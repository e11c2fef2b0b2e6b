//! The check-in conversation as a finite-state machine.
//!
//! [`step`] consumes one line of user text against a [`Session`] and returns
//! the updated session together with the bot's outputs. It never touches a
//! terminal, a socket or a clock directly: storage goes through the
//! session's [`HistoryStore`], randomness through a [`JokePicker`].

use rand::rngs::StdRng;
use rand::seq::SliceRandom;
use rand::SeedableRng;
use tracing::debug;

use crate::history::{HistoryStore, MoodSummary};
use crate::mood::Mood;
use crate::store::KeyValueStore;

pub const WELCOME: &str = "👋 Welcome! Type 'hello' to begin.";
const ASK_NAME: &str = "Hi there! What's your name?";
const INVALID_NAME: &str = "Please enter a valid name.";
const CONTINUE_PROMPT: &str = "Would you like to check in another mood? (yes/no)";
const ASK_AGAIN: &str = "How are you feeling now?";
const INVALID_YES_NO: &str = "Please type 'yes' or 'no'.";
const FAREWELL: &str = "Thanks for chatting! Come back anytime. 😊";
const RESTART: &str = "If you want to chat again, start a new session. 💬";

const GREETINGS: [&str; 3] = ["hi", "hello", "hey"];
const MIN_NAME_LEN: usize = 2;

#[derive(Debug, Clone, Copy, PartialEq, Eq, Default)]
pub enum DialogueState {
    #[default]
    Greet,
    AskName,
    AskMood,
    AskContinue,
    End,
}

/// One item the bot wants shown, in order.
#[derive(Debug, Clone, PartialEq, Eq)]
pub enum Output {
    /// A bot line. May carry `**bold**` and blank-line paragraph breaks.
    Bot(String),
    /// Render the mood history summary and chart here.
    Summary(MoodSummary),
}

impl Output {
    pub fn bot(text: impl Into<String>) -> Self {
        Output::Bot(text.into())
    }
}

/// Source of randomness for joke selection.
pub trait JokePicker: Send {
    /// Pick one joke, or `None` when the list is empty.
    fn pick(&mut self, jokes: &[&'static str]) -> Option<&'static str>;
}

/// Uniform draw backed by a seedable RNG.
pub struct RandomJokes {
    rng: StdRng,
}

impl RandomJokes {
    pub fn new() -> Self {
        Self {
            rng: StdRng::from_entropy(),
        }
    }

    pub fn seeded(seed: u64) -> Self {
        Self {
            rng: StdRng::seed_from_u64(seed),
        }
    }
}

impl Default for RandomJokes {
    fn default() -> Self {
        Self::new()
    }
}

impl JokePicker for RandomJokes {
    fn pick(&mut self, jokes: &[&'static str]) -> Option<&'static str> {
        jokes.choose(&mut self.rng).copied()
    }
}

/// Per-visitor conversational context.
pub struct Session<S> {
    user_name: Option<String>,
    state: DialogueState,
    history: HistoryStore<S>,
}

/// Result of one transition.
pub struct Step<S> {
    pub session: Session<S>,
    pub outputs: Vec<Output>,
}

impl<S: KeyValueStore> Session<S> {
    pub fn new(history: HistoryStore<S>) -> Self {
        Self {
            user_name: None,
            state: DialogueState::Greet,
            history,
        }
    }

    pub fn user_name(&self) -> Option<&str> {
        self.user_name.as_deref()
    }

    pub fn state(&self) -> DialogueState {
        self.state
    }

    pub fn history(&self) -> &HistoryStore<S> {
        &self.history
    }

    pub fn history_mut(&mut self) -> &mut HistoryStore<S> {
        &mut self.history
    }

    /// Back to `Greet` with no name, wiping everything the store holds.
    pub fn restart(&mut self) {
        self.user_name = None;
        self.state = DialogueState::Greet;
        self.history.clear_all();
    }

    /// Apply one line of input in place. See [`step`].
    pub fn advance(&mut self, input: &str, jokes: &mut dyn JokePicker) -> Vec<Output> {
        let raw = input.trim();
        let text = raw.to_lowercase();
        let mut outputs = Vec::new();

        let next = match self.state {
            DialogueState::Greet => {
                if GREETINGS.contains(&text.as_str()) {
                    outputs.push(Output::bot(ASK_NAME));
                    DialogueState::AskName
                } else {
                    // Unrecognized openers are dropped without a reply.
                    DialogueState::Greet
                }
            }
            DialogueState::AskName => {
                // Measured in UTF-16 units, as a browser text field counts them
                if text.encode_utf16().count() < MIN_NAME_LEN {
                    outputs.push(Output::bot(INVALID_NAME));
                    DialogueState::AskName
                } else {
                    self.user_name = Some(raw.to_string());
                    self.history.clear();
                    outputs.push(Output::Bot(format!(
                        "Nice to meet you, **{raw}**! How are you feeling today? ({})",
                        Mood::menu()
                    )));
                    DialogueState::AskMood
                }
            }
            DialogueState::AskMood => match text.parse::<Mood>() {
                Ok(mood) => {
                    self.history.record(mood);
                    let joke = jokes.pick(mood.jokes());
                    outputs.push(Output::Bot(mood_reply(self.display_name(), mood, joke)));
                    outputs.push(Output::bot(CONTINUE_PROMPT));
                    DialogueState::AskContinue
                }
                Err(_) => {
                    outputs.push(Output::Bot(format!(
                        "I didn't recognize that mood. Please type one of: {}.",
                        Mood::menu()
                    )));
                    DialogueState::AskMood
                }
            },
            DialogueState::AskContinue => {
                if text.starts_with('y') {
                    outputs.push(Output::bot(ASK_AGAIN));
                    DialogueState::AskMood
                } else if text.starts_with('n') {
                    outputs.push(Output::Bot(format!(
                        "Alright, {}! Here's a summary of your mood history:",
                        self.display_name()
                    )));
                    outputs.push(Output::Summary(self.history.summarize()));
                    outputs.push(Output::bot(FAREWELL));
                    DialogueState::End
                } else {
                    outputs.push(Output::bot(INVALID_YES_NO));
                    DialogueState::AskContinue
                }
            }
            DialogueState::End => {
                outputs.push(Output::bot(RESTART));
                DialogueState::End
            }
        };

        if next != self.state {
            debug!("Dialogue {:?} -> {:?}", self.state, next);
        }
        self.state = next;
        outputs
    }

    fn display_name(&self) -> &str {
        self.user_name.as_deref().unwrap_or("friend")
    }
}

/// Transition `session` on one line of raw user input.
pub fn step<S: KeyValueStore>(
    mut session: Session<S>,
    input: &str,
    jokes: &mut dyn JokePicker,
) -> Step<S> {
    let outputs = session.advance(input, jokes);
    Step { session, outputs }
}

fn mood_reply(name: &str, mood: Mood, joke: Option<&str>) -> String {
    let mut reply = format!(
        "Thanks for sharing, **{name}**! Here's a tip: \"{}\"",
        mood.tip()
    );
    if let Some(joke) = joke {
        reply.push_str(&format!("\n\nAnd a joke for you: \"{joke}\""));
    }
    reply
}

#[cfg(test)]
mod tests {
    use super::*;
    use crate::store::MemoryStore;

    struct FirstJoke;

    impl JokePicker for FirstJoke {
        fn pick(&mut self, jokes: &[&'static str]) -> Option<&'static str> {
            jokes.first().copied()
        }
    }

    fn fixed_day() -> String {
        "10/14/2026".to_string()
    }

    fn new_session() -> Session<MemoryStore> {
        Session::new(HistoryStore::new(MemoryStore::new()).with_clock(fixed_day))
    }

    fn run(session: Session<MemoryStore>, inputs: &[&str]) -> Step<MemoryStore> {
        let mut jokes = FirstJoke;
        let mut current = Step {
            session,
            outputs: Vec::new(),
        };
        for input in inputs {
            current = step(current.session, input, &mut jokes);
        }
        current
    }

    fn bot_texts(outputs: &[Output]) -> Vec<&str> {
        outputs
            .iter()
            .filter_map(|o| match o {
                Output::Bot(text) => Some(text.as_str()),
                Output::Summary(_) => None,
            })
            .collect()
    }

    #[test]
    fn test_greet_accepts_greetings() {
        for greeting in ["hi", "hello", "hey", "  HeLLo  ", "HEY\n"] {
            let result = run(new_session(), &[greeting]);
            assert_eq!(result.session.state(), DialogueState::AskName);
            assert_eq!(bot_texts(&result.outputs), vec![ASK_NAME]);
        }
    }

    #[test]
    fn test_greet_ignores_other_input() {
        for input in ["yo", "hello there", "h i", "happy", "no", "hiya"] {
            let result = run(new_session(), &[input]);
            assert_eq!(result.session.state(), DialogueState::Greet);
            assert!(result.outputs.is_empty());
        }
    }

    #[test]
    fn test_short_name_rejected() {
        let result = run(new_session(), &["hello", "a"]);
        assert_eq!(result.session.state(), DialogueState::AskName);
        assert_eq!(bot_texts(&result.outputs), vec![INVALID_NAME]);
        assert!(result.session.user_name().is_none());

        let result = run(new_session(), &["hello", "   b   "]);
        assert_eq!(result.session.state(), DialogueState::AskName);
    }

    #[test]
    fn test_name_length_in_utf16_units() {
        // One unit: rejected
        let result = run(new_session(), &["hello", "é"]);
        assert_eq!(result.session.state(), DialogueState::AskName);
        assert_eq!(bot_texts(&result.outputs), vec![INVALID_NAME]);

        // Outside the BMP, two units: accepted
        let result = run(new_session(), &["hello", "😀"]);
        assert_eq!(result.session.state(), DialogueState::AskMood);
        assert_eq!(result.session.user_name(), Some("😀"));
    }

    #[test]
    fn test_name_accepted_keeps_case_and_resets_history() {
        let mut session = new_session();
        session.history_mut().record(Mood::Angry);

        let result = run(session, &["hello", "  Ann Marie "]);
        assert_eq!(result.session.state(), DialogueState::AskMood);
        assert_eq!(result.session.user_name(), Some("Ann Marie"));
        assert!(result.session.history().is_empty());
        assert_eq!(
            bot_texts(&result.outputs),
            vec![
                "Nice to meet you, **Ann Marie**! How are you feeling today? \
                 (happy, sad, anxious, stressed, calm, angry)"
            ]
        );
    }

    #[test]
    fn test_greeting_word_is_a_valid_name() {
        let result = run(new_session(), &["hi", "hi"]);
        assert_eq!(result.session.state(), DialogueState::AskMood);
        assert_eq!(result.session.user_name(), Some("hi"));
    }

    #[test]
    fn test_every_mood_recorded_with_tip() {
        for mood in Mood::ALL {
            let input = mood.as_str().to_uppercase();
            let result = run(new_session(), &["hello", "Ann", &input]);

            assert_eq!(result.session.state(), DialogueState::AskContinue);
            let entries = result.session.history().entries();
            assert_eq!(entries.len(), 1);
            assert_eq!(entries[0].mood, mood);
            assert_eq!(entries[0].date, "10/14/2026");

            let texts = bot_texts(&result.outputs);
            assert_eq!(texts.len(), 2);
            assert!(texts[0].contains(mood.tip()));
            assert!(texts[0].contains(mood.jokes()[0]));
            assert_eq!(texts[1], CONTINUE_PROMPT);
        }
    }

    #[test]
    fn test_unknown_mood_reprompts() {
        let result = run(new_session(), &["hello", "Ann", "meh"]);
        assert_eq!(result.session.state(), DialogueState::AskMood);
        assert!(result.session.history().is_empty());
        assert_eq!(
            bot_texts(&result.outputs),
            vec![
                "I didn't recognize that mood. Please type one of: \
                 happy, sad, anxious, stressed, calm, angry."
            ]
        );
    }

    #[test]
    fn test_mood_reply_without_joke() {
        let reply = mood_reply("Ann", Mood::Calm, None);
        assert_eq!(
            reply,
            "Thanks for sharing, **Ann**! Here's a tip: \"Enjoy the peace. 🌸\""
        );
        assert!(!reply.contains("joke"));
    }

    #[test]
    fn test_random_jokes_empty_list() {
        let mut jokes = RandomJokes::seeded(7);
        assert!(jokes.pick(&[]).is_none());
        assert_eq!(jokes.pick(&["only"]), Some("only"));
    }

    #[test]
    fn test_seeded_jokes_are_deterministic() {
        let pool = ["a", "b", "c", "d", "e"];
        let mut first = RandomJokes::seeded(42);
        let mut second = RandomJokes::seeded(42);
        for _ in 0..10 {
            assert_eq!(first.pick(&pool), second.pick(&pool));
        }
    }

    #[test]
    fn test_continue_branches() {
        let result = run(new_session(), &["hello", "Ann", "calm", "Yep"]);
        assert_eq!(result.session.state(), DialogueState::AskMood);
        assert_eq!(bot_texts(&result.outputs), vec![ASK_AGAIN]);

        let result = run(new_session(), &["hello", "Ann", "calm", "maybe"]);
        assert_eq!(result.session.state(), DialogueState::AskContinue);
        assert_eq!(bot_texts(&result.outputs), vec![INVALID_YES_NO]);

        let result = run(new_session(), &["hello", "Ann", "calm", "Nope"]);
        assert_eq!(result.session.state(), DialogueState::End);
    }

    #[test]
    fn test_full_check_in_scenario() {
        let result = run(
            new_session(),
            &["hello", "Ann", "happy", "yes", "sad", "no"],
        );
        assert_eq!(result.session.state(), DialogueState::End);

        let moods: Vec<Mood> = result
            .session
            .history()
            .entries()
            .iter()
            .map(|e| e.mood)
            .collect();
        assert_eq!(moods, vec![Mood::Happy, Mood::Sad]);

        assert_eq!(result.outputs.len(), 3);
        assert_eq!(
            result.outputs[0],
            Output::bot("Alright, Ann! Here's a summary of your mood history:")
        );
        match &result.outputs[1] {
            Output::Summary(summary) => {
                assert_eq!(summary.recent_first[0].mood, Mood::Sad);
                assert_eq!(summary.recent_first[1].mood, Mood::Happy);
                assert_eq!(summary.counts, vec![(Mood::Happy, 1), (Mood::Sad, 1)]);
            }
            other => panic!("expected summary, got {other:?}"),
        }
        assert_eq!(result.outputs[2], Output::bot(FAREWELL));
    }

    #[test]
    fn test_end_always_restart_message() {
        let result = run(
            new_session(),
            &["hello", "Ann", "happy", "no", "hello", "happy"],
        );
        assert_eq!(result.session.state(), DialogueState::End);
        assert_eq!(bot_texts(&result.outputs), vec![RESTART]);
        assert_eq!(result.session.history().len(), 1);
    }

    #[test]
    fn test_new_name_after_checkins_clears_history() {
        // Only reachable by driving AskName again on a session with history
        let mut session = new_session();
        session.history_mut().record(Mood::Sad);
        session.history_mut().record(Mood::Happy);
        assert_eq!(session.history().len(), 2);

        let result = run(session, &["hey", "Bo"]);
        assert!(result.session.history().is_empty());
    }
}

TASK OBJECTIVE:
Take each line of the material above that holds the string "RandomJokes" and copy it.

TASK OUTPUT:
pub struct RandomJokes {
impl RandomJokes {
impl Default for RandomJokes {
impl JokePicker for RandomJokes {
        let mut jokes = RandomJokes::seeded(7);
        let mut first = RandomJokes::seeded(42);
        let mut second = RandomJokes::seeded(42);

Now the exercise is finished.